Pope removes 'anti-Semitic' text from prayer

Interesting news from the Vatican, via the Daily Telegraph:

"The Pope is to rewrite the Good Friday prayer in the traditional Latin Missal to remove derogatory references to Jews after protests that they could damage relations between the faiths.

Pope Benedict XVI is to excise references to the "blindness" and "darkness" of the Jews in a prayer that calls for their conversion to Christianity, according to reports in Rome.

The Pope has been under pressure to change the wording of the prayer since he permitted the widespread use of the Tridentine Rite in the 1962 Latin Missal last year.

The prayer in the rite's Good Friday liturgy reads: "Almightly and everlasting God, you do not refuse your mercy even to the Jews; hear the prayers which we offer for the blindness of that people so that they may acknowledge the light of your truth, which is Christ, and be delivered from their darkness."

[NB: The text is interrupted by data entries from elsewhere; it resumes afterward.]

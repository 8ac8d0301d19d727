//! Viewer configuration resource.
//!
//! Manages viewer settings loaded from an INI configuration file. Provides
//! defaults for safe startup and methods to load/save configuration.
//!
//! # Configuration File Format
//!
//! ```ini
//! [window]
//! width = 1280
//! height = 720
//! target_fps = 60
//!
//! [playback]
//! wait_between_frames = 1.0
//! time_scale = 1.0
//! particles_file = results.txt
//! densities_file = densities_result.txt
//!
//! [particles]
//! scale_factor = 100.0
//! marker_radius = 0.5
//!
//! [densities]
//! regions_per_dim = 10
//! box_width = 100.0
//!
//! [source]
//! resolver = local
//! root = assets
//! cache_dir = cache
//! base_url = http://localhost:8000/assets
//! ```

use bevy_ecs::prelude::*;
use configparser::ini::Ini;
use log::{info, warn};
use std::path::PathBuf;

use crate::resources::regiongrid::RegionGrid;

/// Default safe values for startup
const DEFAULT_WINDOW_WIDTH: u32 = 1280;
const DEFAULT_WINDOW_HEIGHT: u32 = 720;
const DEFAULT_TARGET_FPS: u32 = 60;
const DEFAULT_WAIT_BETWEEN_FRAMES: f32 = 1.0;
const DEFAULT_PARTICLES_FILE: &str = "results.txt";
const DEFAULT_DENSITIES_FILE: &str = "densities_result.txt";
const DEFAULT_SCALE_FACTOR: f32 = 100.0;
const DEFAULT_MARKER_RADIUS: f32 = 0.5;
const DEFAULT_REGIONS_PER_DIM: usize = 10;
/// Largest accepted grid size; 100³ is already a million region markers.
const MAX_REGIONS_PER_DIM: usize = 100;
const DEFAULT_TIME_SCALE: f32 = 1.0;
const DEFAULT_BOX_WIDTH: f32 = 100.0;
const DEFAULT_ROOT: &str = "assets";
const DEFAULT_CACHE_DIR: &str = "cache";
const DEFAULT_BASE_URL: &str = "http://localhost:8000/assets";
const DEFAULT_CONFIG_PATH: &str = "./config.ini";

/// Which [`ContentResolver`](crate::content::ContentResolver) to build.
#[derive(Debug, Clone, Copy, PartialEq, Eq, Default)]
pub enum ResolverKind {
    /// Read files straight from `root`.
    #[default]
    Local,
    /// Serve from `cache_dir`, fetching from `base_url` when missing.
    Fetch,
}

impl ResolverKind {
    pub fn parse(s: &str) -> Option<Self> {
        match s.trim().to_ascii_lowercase().as_str() {
            "local" => Some(ResolverKind::Local),
            "fetch" => Some(ResolverKind::Fetch),
            _ => None,
        }
    }

    pub fn as_str(&self) -> &'static str {
        match self {
            ResolverKind::Local => "local",
            ResolverKind::Fetch => "fetch",
        }
    }
}

/// Viewer configuration resource.
#[derive(Resource, Debug, Clone)]
pub struct ViewerConfig {
    /// Window width in pixels.
    pub window_width: u32,
    /// Window height in pixels.
    pub window_height: u32,
    /// Target frames per second.
    pub target_fps: u32,
    /// Seconds between two data frames.
    pub wait_between_frames: f32,
    /// Playback speed multiplier applied to the world clock.
    pub time_scale: f32,
    /// Logical name of the particle results file.
    pub particles_file: String,
    /// Logical name of the density results file.
    pub densities_file: String,
    /// Divisor applied to particle positions.
    pub scale_factor: f32,
    /// Unscaled particle marker radius; drawn as `marker_radius / scale_factor`.
    pub marker_radius: f32,
    /// Region grid cells per axis.
    pub regions_per_dim: usize,
    /// Edge length of the simulation box.
    pub box_width: f32,
    /// Resolver selection.
    pub resolver: ResolverKind,
    /// Root directory for the local resolver.
    pub root: PathBuf,
    /// Cache directory for the fetch resolver.
    pub cache_dir: PathBuf,
    /// Base URL or bundle directory for the fetch resolver.
    pub base_url: String,
    /// Path to the configuration file.
    pub config_path: PathBuf,
}

impl Default for ViewerConfig {
    fn default() -> Self {
        Self::new()
    }
}

impl ViewerConfig {
    /// Create a new configuration with safe default values.
    pub fn new() -> Self {
        Self {
            window_width: DEFAULT_WINDOW_WIDTH,
            window_height: DEFAULT_WINDOW_HEIGHT,
            target_fps: DEFAULT_TARGET_FPS,
            wait_between_frames: DEFAULT_WAIT_BETWEEN_FRAMES,
            time_scale: DEFAULT_TIME_SCALE,
            particles_file: DEFAULT_PARTICLES_FILE.to_string(),
            densities_file: DEFAULT_DENSITIES_FILE.to_string(),
            scale_factor: DEFAULT_SCALE_FACTOR,
            marker_radius: DEFAULT_MARKER_RADIUS,
            regions_per_dim: DEFAULT_REGIONS_PER_DIM,
            box_width: DEFAULT_BOX_WIDTH,
            resolver: ResolverKind::Local,
            root: PathBuf::from(DEFAULT_ROOT),
            cache_dir: PathBuf::from(DEFAULT_CACHE_DIR),
            base_url: DEFAULT_BASE_URL.to_string(),
            config_path: PathBuf::from(DEFAULT_CONFIG_PATH),
        }
    }

    /// Create a new configuration with a custom config file path.
    pub fn with_path(path: impl Into<PathBuf>) -> Self {
        Self {
            config_path: path.into(),
            ..Self::new()
        }
    }

    /// Load configuration from the INI file.
    ///
    /// Missing values retain their current (default) values.
    /// Returns an error if the file cannot be read or parsed.
    pub fn load_from_file(&mut self) -> Result<(), String> {
        let mut config = Ini::new();
        config
            .load(&self.config_path)
            .map_err(|e| format!("Failed to load config file: {}", e))?;
        self.apply(&config);
        Ok(())
    }

    /// Load configuration from INI text.
    pub fn load_from_str(&mut self, text: &str) -> Result<(), String> {
        let mut config = Ini::new();
        config
            .read(text.to_string())
            .map_err(|e| format!("Failed to parse config: {}", e))?;
        self.apply(&config);
        Ok(())
    }

    fn apply(&mut self, config: &Ini) {
        // [window] section
        if let Some(width) = config.getuint("window", "width").ok().flatten() {
            self.window_width = width as u32;
        }
        if let Some(height) = config.getuint("window", "height").ok().flatten() {
            self.window_height = height as u32;
        }
        if let Some(fps) = config.getuint("window", "target_fps").ok().flatten() {
            self.target_fps = fps as u32;
        }

        // [playback] section
        if let Some(wait) = config.getfloat("playback", "wait_between_frames").ok().flatten() {
            if wait >= 0.0 {
                self.wait_between_frames = wait as f32;
            } else {
                warn!("Ignoring negative wait_between_frames {}", wait);
            }
        }
        if let Some(speed) = config.getfloat("playback", "time_scale").ok().flatten() {
            if speed > 0.0 {
                self.time_scale = speed as f32;
            } else {
                warn!("Ignoring non-positive time_scale {}", speed);
            }
        }
        if let Some(name) = config.get("playback", "particles_file") {
            self.particles_file = name;
        }
        if let Some(name) = config.get("playback", "densities_file") {
            self.densities_file = name;
        }

        // [particles] section
        if let Some(scale) = config.getfloat("particles", "scale_factor").ok().flatten() {
            if scale != 0.0 {
                self.scale_factor = scale as f32;
            } else {
                warn!("Ignoring zero scale_factor");
            }
        }
        if let Some(radius) = config.getfloat("particles", "marker_radius").ok().flatten() {
            self.marker_radius = radius as f32;
        }

        // [densities] section
        if let Some(n) = config.getuint("densities", "regions_per_dim").ok().flatten() {
            if n == 0 {
                warn!("Ignoring zero regions_per_dim");
            } else if n > MAX_REGIONS_PER_DIM as u64 {
                warn!(
                    "regions_per_dim {} is too large, using {}",
                    n, MAX_REGIONS_PER_DIM
                );
                self.regions_per_dim = MAX_REGIONS_PER_DIM;
            } else {
                self.regions_per_dim = n as usize;
            }
        }
        if let Some(width) = config.getfloat("densities", "box_width").ok().flatten() {
            if width > 0.0 {
                self.box_width = width as f32;
            } else {
                warn!("Ignoring non-positive box_width {}", width);
            }
        }

        // [source] section
        if let Some(kind) = config.get("source", "resolver") {
            match ResolverKind::parse(&kind) {
                Some(kind) => self.resolver = kind,
                None => warn!("Unknown resolver '{}', keeping {}", kind, self.resolver.as_str()),
            }
        }
        if let Some(root) = config.get("source", "root") {
            self.root = PathBuf::from(root);
        }
        if let Some(cache_dir) = config.get("source", "cache_dir") {
            self.cache_dir = PathBuf::from(cache_dir);
        }
        if let Some(base_url) = config.get("source", "base_url") {
            self.base_url = base_url;
        }

        info!(
            "Loaded config: {}x{} window, fps={}, wait={}s, scale={}, grid={}^3 over {}, resolver={}",
            self.window_width,
            self.window_height,
            self.target_fps,
            self.wait_between_frames,
            self.scale_factor,
            self.regions_per_dim,
            self.box_width,
            self.resolver.as_str()
        );
    }

    /// Save configuration to the INI file.
    ///
    /// Creates the file if it doesn't exist.
    pub fn save_to_file(&self) -> Result<(), String> {
        let mut config = Ini::new();

        // [window] section
        config.set("window", "width", Some(self.window_width.to_string()));
        config.set("window", "height", Some(self.window_height.to_string()));
        config.set("window", "target_fps", Some(self.target_fps.to_string()));

        // [playback] section
        config.set(
            "playback",
            "wait_between_frames",
            Some(self.wait_between_frames.to_string()),
        );
        config.set("playback", "time_scale", Some(self.time_scale.to_string()));
        config.set("playback", "particles_file", Some(self.particles_file.clone()));
        config.set("playback", "densities_file", Some(self.densities_file.clone()));

        // [particles] section
        config.set("particles", "scale_factor", Some(self.scale_factor.to_string()));
        config.set("particles", "marker_radius", Some(self.marker_radius.to_string()));

        // [densities] section
        config.set(
            "densities",
            "regions_per_dim",
            Some(self.regions_per_dim.to_string()),
        );
        config.set("densities", "box_width", Some(self.box_width.to_string()));

        // [source] section
        config.set("source", "resolver", Some(self.resolver.as_str().to_string()));
        config.set("source", "root", Some(self.root.display().to_string()));
        config.set("source", "cache_dir", Some(self.cache_dir.display().to_string()));
        config.set("source", "base_url", Some(self.base_url.clone()));

        config
            .write(&self.config_path)
            .map_err(|e| format!("Failed to save config file: {}", e))?;

        info!("Saved config to {:?}", self.config_path);

        Ok(())
    }

    /// Region grid described by the `[densities]` section.
    pub fn region_grid(&self) -> RegionGrid {
        RegionGrid::new(self.regions_per_dim, self.box_width)
    }

    /// Get the window size.
    pub fn window_size(&self) -> (u32, u32) {
        (self.window_width, self.window_height)
    }
}

#[cfg(test)]
mod tests {
    use super::*;

    #[test]
    fn defaults_match_scene_settings() {
        let config = ViewerConfig::new();
        assert_eq!(config.wait_between_frames, 1.0);
        assert_eq!(config.scale_factor, 100.0);
        assert_eq!(config.regions_per_dim, 10);
        assert_eq!(config.box_width, 100.0);
        assert_eq!(config.particles_file, "results.txt");
        assert_eq!(config.densities_file, "densities_result.txt");
        assert_eq!(config.resolver, ResolverKind::Local);
    }

    #[test]
    fn partial_file_keeps_other_defaults() {
        let mut config = ViewerConfig::new();
        config
            .load_from_str("[playback]\nwait_between_frames = 0.25\n\n[source]\nresolver = fetch\n")
            .unwrap();
        assert_eq!(config.wait_between_frames, 0.25);
        assert_eq!(config.resolver, ResolverKind::Fetch);
        assert_eq!(config.window_size(), (1280, 720));
        assert_eq!(config.scale_factor, 100.0);
    }

    #[test]
    fn invalid_values_are_ignored() {
        let mut config = ViewerConfig::new();
        config
            .load_from_str(
                "[particles]\nscale_factor = 0\n[densities]\nregions_per_dim = 0\n[source]\nresolver = ftp\n",
            )
            .unwrap();
        assert_eq!(config.scale_factor, 100.0);
        assert_eq!(config.regions_per_dim, 10);
        assert_eq!(config.resolver, ResolverKind::Local);
    }

    #[test]
    fn oversized_grid_is_capped() {
        let mut config = ViewerConfig::new();
        config
            .load_from_str("[densities]\nregions_per_dim = 3000000\n")
            .unwrap();
        assert_eq!(config.regions_per_dim, MAX_REGIONS_PER_DIM);
        assert_eq!(config.region_grid().cell_count(), 1_000_000);
    }

    #[test]
    fn time_scale_is_read_and_validated() {
        let mut config = ViewerConfig::new();
        config.load_from_str("[playback]\ntime_scale = 2.5\n").unwrap();
        assert_eq!(config.time_scale, 2.5);
        config.load_from_str("[playback]\ntime_scale = 0\n").unwrap();
        assert_eq!(config.time_scale, 2.5);
    }

    #[test]
    fn region_grid_follows_densities_section() {
        let mut config = ViewerConfig::new();
        config
            .load_from_str("[densities]\nregions_per_dim = 4\nbox_width = 8\n")
            .unwrap();
        assert_eq!(config.region_grid(), RegionGrid::new(4, 8.0));
    }

    #[test]
    fn save_then_load_preserves_values() {
        let path = std::env::temp_dir().join(format!("simviewer-config-{}.ini", std::process::id()));
        let mut config = ViewerConfig::with_path(&path);
        config.wait_between_frames = 0.5;
        config.time_scale = 4.0;
        config.resolver = ResolverKind::Fetch;
        config.densities_file = "d.txt".into();
        config.save_to_file().unwrap();

        let mut loaded = ViewerConfig::with_path(&path);
        loaded.load_from_file().unwrap();
        assert_eq!(loaded.wait_between_frames, 0.5);
        assert_eq!(loaded.time_scale, 4.0);
        assert_eq!(loaded.resolver, ResolverKind::Fetch);
        assert_eq!(loaded.densities_file, "d.txt");

        std::fs::remove_file(path).ok();
    }

    #[test]
    fn missing_file_is_an_error() {
        let mut config = ViewerConfig::with_path("/definitely/not/here.ini");
        assert!(config.load_from_file().is_err());
    }
}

The German-based International Council for Christians and Jews wrote to the Pope last year complaining that such language was "profoundly demeaning".

Its British branch, whose presidents include Cardinal Cormac Murphy-O'Connor, the head of the Roman Catholic Church in England and Wales, was also critical."



Are there any other world religions that should look at their prayers and religious texts to see if they could do with any amending? Are there any that refer to followers of another religion as "descendants of apes and pigs"?